Se rascó debajo del sobaco y se acercó familiarmente al estribo del cura.

-¿No se ha ofendido, señor?

-¿Por qué me llama señor?

-Cualquiera puede ver que es usted un hombre educado.

-El bosque está franco para todos -contestó el cura.

-¿Conoce usted bien Carmen? -inquirió el mestizo.

-No muy bien. Tengo allí algunos amigos.

-Va usted por negocios, supongo.

El cura no respondió. Sentía la mano de aquel hombre sobre el pie; un contacto ligero e
implorante. Le oyó decir:

-Hay una finca fuera del camino a dos leguas de aquí. Vendría bien para pasar la noche.

-Voy muy de prisa -replicó él.

-Pero, ¿qué ventaja tendría el llegar a Carmen a la una o a las dos de la madrugada?

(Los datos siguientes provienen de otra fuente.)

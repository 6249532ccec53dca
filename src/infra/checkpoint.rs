// ============================================================
// Layer 6 — Run Directory and Checkpoints
// ============================================================
// Every training run owns one directory:
//
//   <model_path>/model_k<kernel>_nf<filters>_e<emb_dim>/
//     config.json      ← resolved configuration snapshot
//     model.mpk.gz     ← best checkpoint (highest validation accuracy)
//     logs/metrics.json
//     weights/*.bin    ← binary export for the inference engine
//
// Checkpoints go through Burn's full-precision MessagePack+gzip
// recorder so that the reloaded best model exports the exact
// parameters it was trained to.

use anyhow::{Context, Result};
use serde::{de::DeserializeOwned, Serialize};
use std::{
    fs,
    path::{Path, PathBuf},
};
use burn::{
    prelude::*,
    record::{FullPrecisionSettings, NamedMpkGzFileRecorder, Recorder},
};

use crate::ml::model::AstCodaModel;

type CheckpointRecorder = NamedMpkGzFileRecorder<FullPrecisionSettings>;

const CHECKPOINT_NAME: &str = "model";
const CHECKPOINT_FILE: &str = "model.mpk.gz";
const CONFIG_FILE:     &str = "config.json";

#[derive(Debug, Clone)]
pub struct RunDirectory {
    /// `<model_path>/model_k<k>_nf<filters>_e<emb>`
    pub root:    PathBuf,
    /// Holds `metrics.json`
    pub logs:    PathBuf,
    /// Binary export for the inference engine
    pub weights: PathBuf,
}

impl RunDirectory {
    pub fn new(model_path: impl AsRef<Path>, kernel_size: usize, num_filters: usize, embedding_dim: usize) -> Self {
        let root = model_path
            .as_ref()
            .join(format!("model_k{kernel_size}_nf{num_filters}_e{embedding_dim}"));
        Self { logs: root.join("logs"), weights: root.join("weights"), root }
    }

    /// Create the run directory and its subdirectories.
    pub fn create(&self) -> Result<()> {
        for dir in [&self.root, &self.logs, &self.weights] {
            fs::create_dir_all(dir)
                .with_context(|| format!("Cannot create '{}'", dir.display()))?;
        }
        Ok(())
    }
}

pub struct CheckpointManager {
    dir: PathBuf,
}

impl CheckpointManager {
    pub fn new(dir: impl Into<PathBuf>) -> Self {
        Self { dir: dir.into() }
    }

    pub fn has_checkpoint(&self) -> bool {
        self.dir.join(CHECKPOINT_FILE).exists()
    }

    /// Overwrite the stored checkpoint with `model`.
    pub fn save_model<B: Backend>(&self, model: &AstCodaModel<B>) -> Result<()> {
        let path = self.dir.join(CHECKPOINT_NAME);
        CheckpointRecorder::new()
            .record(model.clone().into_record(), path.clone())
            .with_context(|| format!("Failed to save checkpoint to '{}'", path.display()))?;

        tracing::debug!("Saved checkpoint '{}'", path.display());
        Ok(())
    }

    /// Load the stored checkpoint into a model of the same architecture.
    pub fn load_model<B: Backend>(&self, model: AstCodaModel<B>, device: &B::Device) -> Result<AstCodaModel<B>> {
        let path = self.dir.join(CHECKPOINT_NAME);
        let record = CheckpointRecorder::new()
            .load(path.clone(), device)
            .with_context(|| {
                format!("Cannot load checkpoint '{}'. Has the run been trained?", path.display())
            })?;
        Ok(model.load_record(record))
    }

    pub fn save_config<C: Serialize>(&self, cfg: &C) -> Result<()> {
        let path = self.dir.join(CONFIG_FILE);
        let json = serde_json::to_string_pretty(cfg)?;
        fs::write(&path, json)
            .with_context(|| format!("Cannot write config to '{}'", path.display()))?;

        tracing::debug!("Saved config snapshot to '{}'", path.display());
        Ok(())
    }

    pub fn load_config<C: DeserializeOwned>(&self) -> Result<C> {
        let path = self.dir.join(CONFIG_FILE);
        let json = fs::read_to_string(&path)
            .with_context(|| format!("Cannot read config from '{}'", path.display()))?;
        Ok(serde_json::from_str(&json)?)
    }
}

#[cfg(test)]
mod tests {
    use super::*;
    use crate::ml::model::AstCodaConfig;
    use burn::backend::NdArray;

    type TestBackend = NdArray;

    #[test]
    fn test_run_directory_layout() {
        let run = RunDirectory::new("runs", 3, 64, 16);
        assert_eq!(run.root, PathBuf::from("runs/model_k3_nf64_e16"));
        assert_eq!(run.logs, PathBuf::from("runs/model_k3_nf64_e16/logs"));
        assert_eq!(run.weights, PathBuf::from("runs/model_k3_nf64_e16/weights"));
    }

    #[test]
    fn test_create_makes_all_directories() {
        let tmp = tempfile::tempdir().unwrap();
        let run = RunDirectory::new(tmp.path().join("nested"), 2, 4, 8);
        run.create().unwrap();
        assert!(run.logs.is_dir() && run.weights.is_dir());
    }

    #[test]
    fn test_config_snapshot_round_trip() {
        let tmp = tempfile::tempdir().unwrap();
        let ckpt = CheckpointManager::new(tmp.path());
        let value = serde_json::json!({ "kernel_size": 3, "domain_classes": ["a", "b"] });
        ckpt.save_config(&value).unwrap();
        assert_eq!(ckpt.load_config::<serde_json::Value>().unwrap(), value);
    }

    #[test]
    fn test_checkpoint_restores_parameters() {
        let tmp = tempfile::tempdir().unwrap();
        let ckpt = CheckpointManager::new(tmp.path());
        let device = Default::default();
        let config = AstCodaConfig::new(2, 3, 4, 4, 2, 5);

        let trained = config.init::<TestBackend>(&device).unwrap();
        assert!(!ckpt.has_checkpoint());
        ckpt.save_model(&trained).unwrap();
        assert!(ckpt.has_checkpoint());

        let fresh = config.init::<TestBackend>(&device).unwrap();
        let restored = ckpt.load_model(fresh, &device).unwrap();
        assert_eq!(
            restored.export_weights().unwrap(),
            trained.export_weights().unwrap()
        );
    }
}
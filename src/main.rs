#![recursion_limit = "256"]

mod cli;
mod application;
mod domain;
mod data;
mod ml;
mod infra;

use anyhow::Result;
use cli::Cli;
use clap::Parser;

fn main() -> Result<()> {
    let filter = tracing_subscriber::EnvFilter::try_from_default_env()
        .unwrap_or_else(|_| tracing_subscriber::EnvFilter::new("astcoda=info"));
    tracing_subscriber::fmt().with_env_filter(filter).init();

    let cli = Cli::parse();
    cli.run()
}
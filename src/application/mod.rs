// ============================================================
// Layer 2 — Application / Use Cases
// ============================================================
// One use case per command. Each one wires the other layers
// together for a single workflow and owns no ML math itself.
//
// Reference: Clean Architecture pattern
//            Rust Book §7 (Module System)

/// Vocabularies → datasets → training → test → weight export
pub mod train_use_case;

/// Vocabulary files from the raw split files
pub mod vocab_use_case;

/// Test score of a stored checkpoint
pub mod evaluate_use_case;
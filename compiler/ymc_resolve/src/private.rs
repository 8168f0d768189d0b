use ymc_ast::Value;
use ymc_diagnostic::{Diagnostic, DiagnosticQueue, ErrorCode};
use ymc_directives::Directives;

/// Strips every `%PRIVATE` path from a clone of the resolved tree
/// (`SPEC_FULL.md` §4.6.6). A path that doesn't exist in the output is a
/// diagnostic, not a panic — the module still compiles, just with a
/// warning-shaped error attached to the offending directive.
pub fn strip_private(value: &Value, directives: &Directives, errors: &mut DiagnosticQueue) -> Value {
    let mut out = value.clone();
    for directive in &directives.private {
        for path in &directive.paths {
            if !remove_path(&mut out, &path.segments) {
                errors.push(Diagnostic::error(
                    ErrorCode::P001,
                    directive.base.span,
                    format!("%PRIVATE path `{}` not present in resolved output", path.segments.join(".")),
                ));
            }
        }
    }
    out
}

fn remove_path(value: &mut Value, segments: &[String]) -> bool {
    match segments {
        [] => false,
        [last] => remove_terminal(value, last),
        [first, rest @ ..] => match value {
            Value::Map(map) => map.get_mut(first).is_some_and(|child| remove_path(child, rest)),
            Value::Seq(items) => index_of(items, first)
                .and_then(|idx| items.get_mut(idx))
                .is_some_and(|child| remove_path(child, rest)),
            _ => false,
        },
    }
}

fn remove_terminal(value: &mut Value, key: &str) -> bool {
    match value {
        Value::Map(map) => map.shift_remove(key).is_some(),
        Value::Seq(items) => match index_of(items, key) {
            Some(idx) => {
                items.remove(idx);
                true
            }
            None => false,
        },
        _ => false,
    }
}

fn index_of(items: &[Value], segment: &str) -> Option<usize> {
    if let Ok(idx) = segment.parse::<usize>() {
        if idx < items.len() {
            return Some(idx);
        }
        return None;
    }
    items.iter().position(|item| matches!(item, Value::String(s) if s == segment))
}

#[cfg(test)]
mod tests {
    use super::*;
    use indexmap::IndexMap;

    fn map_value() -> Value {
        let mut inner = IndexMap::new();
        inner.insert("secret".to_string(), Value::String("hidden".into()));
        inner.insert("public".to_string(), Value::Int(1));
        let mut outer = IndexMap::new();
        outer.insert("db".to_string(), Value::Map(inner));
        Value::Map(outer)
    }

    #[test]
    fn removes_nested_map_key() {
        let mut v = map_value();
        let segments = vec!["db".to_string(), "secret".to_string()];
        assert!(remove_path(&mut v, &segments));
        let Value::Map(outer) = &v else { panic!("expected map") };
        let Value::Map(inner) = outer.get("db").expect("db") else {
            panic!("expected inner map")
        };
        assert!(!inner.contains_key("secret"));
        assert!(inner.contains_key("public"));
    }

    #[test]
    fn missing_path_reports_false() {
        let mut v = map_value();
        let segments = vec!["db".to_string(), "nope".to_string()];
        assert!(!remove_path(&mut v, &segments));
    }

    #[test]
    fn removes_sequence_element_by_index() {
        let mut v = Value::Seq(vec![Value::Int(1), Value::Int(2), Value::Int(3)]);
        assert!(remove_path(&mut v, &["1".to_string()]));
        assert_eq!(v, Value::Seq(vec![Value::Int(1), Value::Int(3)]));
    }
}
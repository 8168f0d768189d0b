use ymc_ast::{Document, Node, NodeId, NodeKind, Value};
use ymc_diagnostic::{Diagnostic, ErrorCode};
use ymc_span::Span;

use crate::context::ResolveContext;
use crate::expr_eval::evaluate_scalar;
use crate::scalar::yaml_scalar_value;

/// Resolves one node and every node beneath it (`SPEC_FULL.md` §4.6.2):
/// aliases look up a previously-bound anchor, scalars run the expression
/// text layer and then (unless the result was a free expression, or the
/// scalar was quoted) fall back to YAML core-schema literal typing, and
/// maps/sequences resolve their children depth-first in source order.
///
/// Children are always resolved before their parent — and therefore before
/// the parent's own `order_index` is reachable by a `this.*` lookup, since
/// the bridge assigns container `order_index`s at their closing event —
/// which is what lets the single [`ResolveContext::counter`] high-water
/// mark double as the forward-reference gate without a per-node flag.
pub fn resolve_node(ctx: &mut ResolveContext<'_>, document: &Document, id: NodeId) -> Value {
    let node = document.get(id).clone();

    let value = match &node.kind {
        NodeKind::Alias { anchor_id } => match ctx.anchors.get(anchor_id) {
            Some(value) => value.clone(),
            None => {
                ctx.errors.push(Diagnostic::error(
                    ErrorCode::R001,
                    node.span,
                    "alias references an anchor that has not been defined",
                ));
                Value::Undefined
            }
        },
        NodeKind::Scalar { raw, quoted } => resolve_scalar(ctx, document, raw, *quoted, node.span),
        NodeKind::Map(pairs) => {
            let mut map = indexmap::IndexMap::new();
            for (key_id, value_id) in pairs {
                let key = resolve_node(ctx, document, *key_id);
                let value = resolve_node(ctx, document, *value_id);
                map.insert(key.interpolate_to_string(), value);
            }
            Value::Map(map)
        }
        NodeKind::Seq(items) => {
            let mut seq = Vec::with_capacity(items.len());
            for item_id in items {
                seq.push(resolve_node(ctx, document, *item_id));
            }
            Value::Seq(seq)
        }
    };

    let value = apply_tag(ctx, &node, value);

    if let Some(anchor_id) = node.anchor_id {
        ctx.anchors.insert(anchor_id, value.clone());
    }
    ctx.resolved.insert(id, value.clone());
    ctx.counter = ctx.counter.max(node.order_index);
    value
}

fn resolve_scalar(ctx: &mut ResolveContext<'_>, document: &Document, raw: &str, quoted: bool, span: Span) -> Value {
    let (template, parse_errors) = ymc_expr::parse_scalar_at(raw, span.start.offset());
    ctx.errors.extend(parse_errors);

    let value = evaluate_scalar(ctx, document, &template);
    if template.free_expr {
        return value;
    }
    match value {
        Value::String(s) if !quoted => yaml_scalar_value(&s, false),
        other => other,
    }
}

fn apply_tag(ctx: &mut ResolveContext<'_>, node: &Node, value: Value) -> Value {
    let Some(tag) = &node.tag else {
        return value;
    };
    if ctx.ignore_tags {
        return value;
    }
    let tag_text = tag.display();
    match ctx.schema.find(&tag_text) {
        Some(resolver) => match resolver.resolve(&value) {
            Ok(resolved) => resolved,
            Err(message) => {
                ctx.errors.push(Diagnostic::error(ErrorCode::R007, node.span, message));
                value
            }
        },
        None => {
            ctx.errors.push(Diagnostic::error(
                ErrorCode::R006,
                node.span,
                format!("unknown tag `{tag_text}`"),
            ));
            value
        }
    }
}

/// The outcome of resolving a whole document: the fully resolved tree, and
/// the tree with any `%PRIVATE` paths stripped, which is what a non-root
/// (imported) compile actually hands back to its importer.
pub struct ResolveOutcome {
    pub full: Value,
    pub public: Value,
}

pub fn resolve_document(document: &Document, ctx: &mut ResolveContext<'_>, apply_private: bool) -> ResolveOutcome {
    let Some(root) = document.root else {
        return ResolveOutcome {
            full: Value::Undefined,
            public: Value::Undefined,
        };
    };
    let full = resolve_node(ctx, document, root);
    let public = if apply_private {
        crate::private::strip_private(&full, ctx.directives, &mut ctx.errors)
    } else {
        full.clone()
    };
    ResolveOutcome { full, public }
}

#[cfg(test)]
mod tests {
    use super::*;
    use indexmap::IndexMap;
    use ymc_ast::build_document;
    use ymc_directives::Directives;

    use crate::context::NullImportHost;
    use crate::schema::Schema;

    fn fresh_context<'a>(
        directives: &'a Directives,
        params: &'a IndexMap<String, Value>,
        universal: &'a IndexMap<String, Value>,
        schema: &'a Schema,
        host: &'a mut NullImportHost,
    ) -> ResolveContext<'a> {
        ResolveContext::new(directives, params, universal, schema, false, host)
    }

    #[test]
    fn resolves_plain_scalar_literal_typing() {
        let doc = build_document("a: 1\nb: hello\n").expect("parses");
        let directives = Directives::default();
        let params = IndexMap::new();
        let universal = IndexMap::new();
        let schema = Schema::new();
        let mut host = NullImportHost;
        let mut ctx = fresh_context(&directives, &params, &universal, &schema, &mut host);
        let outcome = resolve_document(&doc, &mut ctx, false);
        let Value::Map(map) = outcome.full else { panic!("expected map") };
        assert_eq!(map.get("a"), Some(&Value::Int(1)));
        assert_eq!(map.get("b"), Some(&Value::String("hello".into())));
    }

    #[test]
    fn alias_resolves_to_anchors_value() {
        let doc = build_document("- &x 1\n- *x\n").expect("parses");
        let directives = Directives::default();
        let params = IndexMap::new();
        let universal = IndexMap::new();
        let schema = Schema::new();
        let mut host = NullImportHost;
        let mut ctx = fresh_context(&directives, &params, &universal, &schema, &mut host);
        let outcome = resolve_document(&doc, &mut ctx, false);
        let Value::Seq(items) = outcome.full else { panic!("expected seq") };
        assert_eq!(items[1], Value::Int(1));
    }

    #[test]
    fn quoted_scalar_stays_a_string() {
        let doc = build_document("\"42\"").expect("parses");
        let directives = Directives::default();
        let params = IndexMap::new();
        let universal = IndexMap::new();
        let schema = Schema::new();
        let mut host = NullImportHost;
        let mut ctx = fresh_context(&directives, &params, &universal, &schema, &mut host);
        let outcome = resolve_document(&doc, &mut ctx, false);
        assert_eq!(outcome.full, Value::String("42".into()));
    }
}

Podríamos dormir en la finca y estar allí antes de que el sol estuviera alto.

-Yo haré lo que me convenga.

-Desde luego, señor, desde luego. -El hombre se calló durante un rato, y luego se expresó así-: No es prudente viajar de noche, si el señor no lleva una pistola. Para un hombre como yo es distinto...

-Yo soy muy pobre -repuso el cura-. Lo puede ver usted mismo. No vale la pena el robarme.

-Además, está el gringo. Dicen que es un hombre feroz, un pistolero auténtico. Llega hasta uno y le dice en su propio lenguaje: “Alto: cuál es el mejor camino para...” Bueno, para cualquier sitio. Uno no entiende lo que dice y tal vez hace un movimiento y entonces él le mata a tiros. ¿Pero acaso usted sabe el americano, señor?

-Desde luego que no. ¿Cómo habría de saberlo? Soy un pobre. Pero no hago caso de las historias de bandidos.

-¿Viene usted de lejos?

El cura meditó un momento.

-De Concepción -contestó al fin, pensando que allí ya no podía hacer más daño.